Una parola, prima, su Bernard-Henri Levy, che non stimo come filosofo ma che reputo un eccellente propagandista dell’imperialismo della Nato sotto copertura ideologica ultraliberale. Ricordo, due anni or sono, Bernard-Henri Levy a Kiev, intento a galvanizzare la folla televisiva dello show di piazza Maidan, uno spettacolo violento foriero di un successivo colpo di Stato anti-russo e anti-ucraino (ma rigorosamente filo-Usa) la cui manovalanza armata venne fornita da milizie indiscutibilmente scioviniste, etnonazionaliste e finanche neonaziste. Bene, laddove si colloca Bernard-Henri Levy, teorico del globalismo imperialista contemporaneo, ogni critico responsabile e radicale, nel senso di profondo, di originario, della mondializzazione, si pone sul versante opposto. Sulla Brexit: personalmente sono favorevole all’uscita della Gran Bretagna dalla Ue e al ripristino della sovranità nazionale di questo Paese. Mi fa sorridere riscontrare il cambio di paradigma di 180 gradi dei giornalisti che nel 2014 si schierarono fieramente contro il referendum scozzese sulla fuoriuscita dal Regno Unito e oggi si sono invece repentinamente convertiti a strenui sostenitori dell’“indipendenza” della Scozia, ovvero della permanenza di Edimburgo nella Ue. Ci sono secessionismi buoni e secessionismi cattivi, dunque? Perché l’indipendenza della Scozia nel 2014 era avversata dal 100 per cento dei media televisivi e della carta stampata mentre oggi è sostenuta all’unanimità dal circo mediatico?

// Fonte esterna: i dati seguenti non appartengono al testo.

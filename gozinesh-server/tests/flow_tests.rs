//! End-to-end flow walks through the public engine API, with the
//! in-memory repository and the recording messenger standing in for the
//! external collaborators.

use std::sync::Arc;

use gozinesh_core::{
    ArchiveFilter, InterviewCategory, NewArchivedSubmission, NewQuizQuestion, SubmissionKind,
    SubmitterIdentity, TestType, UserId,
};
use gozinesh_server::state_machine::{InMemoryRepository, Notice, QuestionRepository};
use gozinesh_server::{Command, Config, FlowEngine, Inbound, RecordingMessenger};

const ADMIN: UserId = UserId(1000);
const USER: UserId = UserId(7);

fn identity(user: UserId) -> SubmitterIdentity {
    SubmitterIdentity {
        id: user,
        first_name: "Test".to_string(),
        last_name: Some("User".to_string()),
        username: Some("tester".to_string()),
    }
}

fn build_engine() -> (Arc<RecordingMessenger>, Arc<InMemoryRepository>, FlowEngine) {
    let config = Config {
        admin: ADMIN,
        archive_password: "sesame".to_string(),
        handoff_capacity: 16,
    };
    let repo = Arc::new(InMemoryRepository::new());
    let messenger = Arc::new(RecordingMessenger::new());
    let engine = FlowEngine::new(config, repo.clone(), messenger.clone());
    (messenger, repo, engine)
}

async fn press(engine: &FlowEngine, user: UserId, code: &str) {
    engine
        .handle(identity(user), Inbound::Action(code.to_string()))
        .await;
}

async fn say(engine: &FlowEngine, user: UserId, text: &str) {
    engine
        .handle(identity(user), Inbound::Text(text.to_string()))
        .await;
}

/// Seed quiz questions that all share the same correct index, so an
/// attempt can be driven deterministically despite the shuffle.
async fn seed_quiz(repo: &InMemoryRepository, count: usize, correct: usize) {
    for index in 0..count {
        repo.insert_quiz_question(NewQuizQuestion {
            test_type: TestType::General,
            text: format!("rule {}?", index),
            options: vec!["a".into(), "b".into(), "c".into(), "d".into()],
            correct,
        })
        .await
        .unwrap();
    }
}

#[tokio::test]
async fn quiz_pass_clears_cooldown_and_reports_both_parties() {
    let (messenger, repo, engine) = build_engine();
    seed_quiz(&repo, 2, 0).await;

    press(&engine, USER, "quiz").await;
    press(&engine, USER, "test:general").await;
    press(&engine, USER, "answer:0").await;
    press(&engine, USER, "answer:0").await;

    // Session finished, no cooldown after a pass.
    assert_eq!(engine.store().active_count().await, 0);
    assert_eq!(
        repo.attempt_cooldown(USER, TestType::General).await.unwrap(),
        None
    );

    let summary = messenger
        .deliveries_for(USER)
        .await
        .into_iter()
        .find_map(|d| match d.message.notice {
            Notice::QuizSummary { report } => Some(report),
            _ => None,
        })
        .expect("taker should receive a summary");
    assert!(summary.contains("PASSED"));
    assert!(summary.contains("100.00%"));

    let breakdown = messenger
        .deliveries_for(ADMIN)
        .await
        .into_iter()
        .find_map(|d| match d.message.notice {
            Notice::QuizAdminReport { report } => Some(report),
            _ => None,
        })
        .expect("administrator should receive the breakdown");
    assert!(breakdown.contains("rule"));
}

#[tokio::test]
async fn quiz_failure_sets_cooldown_and_blocks_the_next_attempt() {
    let (messenger, repo, engine) = build_engine();
    seed_quiz(&repo, 1, 0).await;

    press(&engine, USER, "quiz").await;
    press(&engine, USER, "test:general").await;
    // The synthetic "I don't know" option (index 4 on a 4-option question).
    press(&engine, USER, "answer:4").await;

    assert!(repo
        .attempt_cooldown(USER, TestType::General)
        .await
        .unwrap()
        .is_some());

    // The reveal went to the taker on a side channel.
    let revealed = messenger
        .deliveries_for(USER)
        .await
        .into_iter()
        .any(|d| matches!(d.message.notice, Notice::WrongAnswer { .. }));
    assert!(revealed);

    // An immediate retry is blocked with the remaining time.
    messenger.clear().await;
    press(&engine, USER, "quiz").await;
    press(&engine, USER, "test:general").await;

    let blocked = messenger
        .deliveries_for(USER)
        .await
        .into_iter()
        .any(|d| matches!(d.message.notice, Notice::CooldownActive { .. }));
    assert!(blocked);
    assert_eq!(engine.store().active_count().await, 0);
}

#[tokio::test]
async fn wizard_creates_question_through_the_engine() {
    let (_messenger, repo, engine) = build_engine();

    press(&engine, ADMIN, "design").await;
    press(&engine, ADMIN, "design:create").await;
    press(&engine, ADMIN, "create:cat:personal").await;
    say(&engine, ADMIN, "What drives you?").await;
    press(&engine, ADMIN, "another:no").await;

    let stored = repo
        .list_interview_questions(InterviewCategory::Personal, None)
        .await
        .unwrap();
    assert_eq!(stored.len(), 1);
    assert_eq!(stored[0].text, "What drives you?");
    assert_eq!(engine.store().active_count().await, 0);
}

#[tokio::test]
async fn wizard_political_create_goes_through_topic_menu() {
    let (_messenger, repo, engine) = build_engine();

    press(&engine, ADMIN, "design").await;
    press(&engine, ADMIN, "design:create").await;
    press(&engine, ADMIN, "create:cat:political").await;
    press(&engine, ADMIN, "create:topic:qajar").await;
    say(&engine, ADMIN, "On the Qajar era?").await;
    press(&engine, ADMIN, "another:no").await;

    let stored = repo
        .list_interview_questions(
            InterviewCategory::Political,
            Some(gozinesh_core::PoliticalTopic::Qajar),
        )
        .await
        .unwrap();
    assert_eq!(stored.len(), 1);
}

#[tokio::test]
async fn archive_browse_shows_recent_submissions() {
    let (messenger, repo, engine) = build_engine();
    for index in 0..7 {
        repo.append_submission(NewArchivedSubmission {
            user: USER,
            user_name: "Test User".to_string(),
            kind: SubmissionKind::Interview(InterviewCategory::Personal),
            full_text: format!("archived interview {}", index),
        })
        .await
        .unwrap();
    }

    press(&engine, ADMIN, "archive").await;
    say(&engine, ADMIN, "sesame").await;
    press(&engine, ADMIN, &format!("view:user:{}", USER)).await;
    press(&engine, ADMIN, "view:cat:all").await;

    let shown = messenger
        .deliveries_for(ADMIN)
        .await
        .into_iter()
        .find_map(|d| match d.message.notice {
            Notice::Submissions { shown, older } => Some((shown, older)),
            _ => None,
        })
        .expect("administrator should see submissions");
    assert_eq!(shown.0.len(), 5);
    assert_eq!(shown.1, 2);
    assert_eq!(shown.0[0], "archived interview 6");
}

#[tokio::test]
async fn archive_wrong_password_keeps_prompting() {
    let (messenger, _repo, engine) = build_engine();

    press(&engine, ADMIN, "archive").await;
    say(&engine, ADMIN, "wrong").await;
    say(&engine, ADMIN, "still wrong").await;

    let rejections = messenger
        .deliveries_for(ADMIN)
        .await
        .into_iter()
        .filter(|d| matches!(d.message.notice, Notice::PasswordIncorrect))
        .count();
    assert_eq!(rejections, 2);
    // Still waiting for the password; /cancel escapes.
    assert_eq!(engine.store().active_count().await, 1);
    engine
        .handle(identity(ADMIN), Inbound::Command(Command::Cancel))
        .await;
    assert_eq!(engine.store().active_count().await, 0);
}

#[tokio::test]
async fn quiz_archive_filter_excludes_interview_rows() {
    let (_messenger, repo, _engine) = build_engine();
    repo.append_submission(NewArchivedSubmission {
        user: USER,
        user_name: "Test User".to_string(),
        kind: SubmissionKind::QuizResult,
        full_text: "a quiz result".to_string(),
    })
    .await
    .unwrap();

    let interviews = repo
        .list_submissions(USER, ArchiveFilter::Kind(InterviewCategory::Personal))
        .await
        .unwrap();
    assert!(interviews.is_empty());

    let all = repo.list_submissions(USER, ArchiveFilter::All).await.unwrap();
    assert_eq!(all, vec!["a quiz result"]);
}
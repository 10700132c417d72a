use anyhow::{Context, Result};
use std::env;

use gozinesh_core::UserId;

use crate::handoff::DEFAULT_HANDOFF_CAPACITY;

#[derive(Clone)]
pub struct Config {
    /// The single administrator identity; guards the design wizard and
    /// receives handoffs and quiz reports.
    pub admin: UserId,
    /// Secret gating the archive browser. Compared with plain equality;
    /// there is deliberately no lockout (see DESIGN.md).
    pub archive_password: String,
    /// Bound on unclaimed pending handoffs.
    pub handoff_capacity: usize,
}

impl Config {
    pub fn from_env() -> Result<Self> {
        let admin = env::var("GOZINESH_ADMIN_ID")
            .context("GOZINESH_ADMIN_ID environment variable is required")?
            .parse::<u64>()
            .context("GOZINESH_ADMIN_ID must be a valid number")?;

        let archive_password = env::var("GOZINESH_ARCHIVE_PASSWORD")
            .context("GOZINESH_ARCHIVE_PASSWORD environment variable is required")?;

        let handoff_capacity = parse_handoff_capacity(env::var("GOZINESH_HANDOFF_CAPACITY").ok())
            .unwrap_or(DEFAULT_HANDOFF_CAPACITY);

        Ok(Config {
            admin: UserId(admin),
            archive_password,
            handoff_capacity,
        })
    }

    pub fn is_admin(&self, user: UserId) -> bool {
        user == self.admin
    }
}

/// Parse GOZINESH_HANDOFF_CAPACITY from an optional string value.
///
/// Returns None if the value is missing, empty, non-numeric, or zero, so
/// the caller falls back to the default instead of an unusable registry.
pub fn parse_handoff_capacity(value: Option<String>) -> Option<usize> {
    value
        .and_then(|s| s.trim().parse::<usize>().ok())
        .filter(|&n| n > 0)
}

Infine, una nota sui “giovani”, disincantati e privi di coscienza infelice: hanno votato in maggioranza per il Remain, ma ha votato soltanto il 36 per cento dei giovani aventi diritto. Ciò significa che, sostanzialmente, alla maggioranza dei teenagers frega nulla della Gran Bretagna e poco o niente della Ue, a loro interessa soltanto la perpetuazione, a oltranza, della “società del divertimento” illimitato. Fortunatamente, votando Leave, i buoni padri di famiglia britannici hanno salvaguardato il futuro dei loro figli dediti alla sottocultura dello “svago”, banalmente cosmopoliti e politicamente disimpegnati.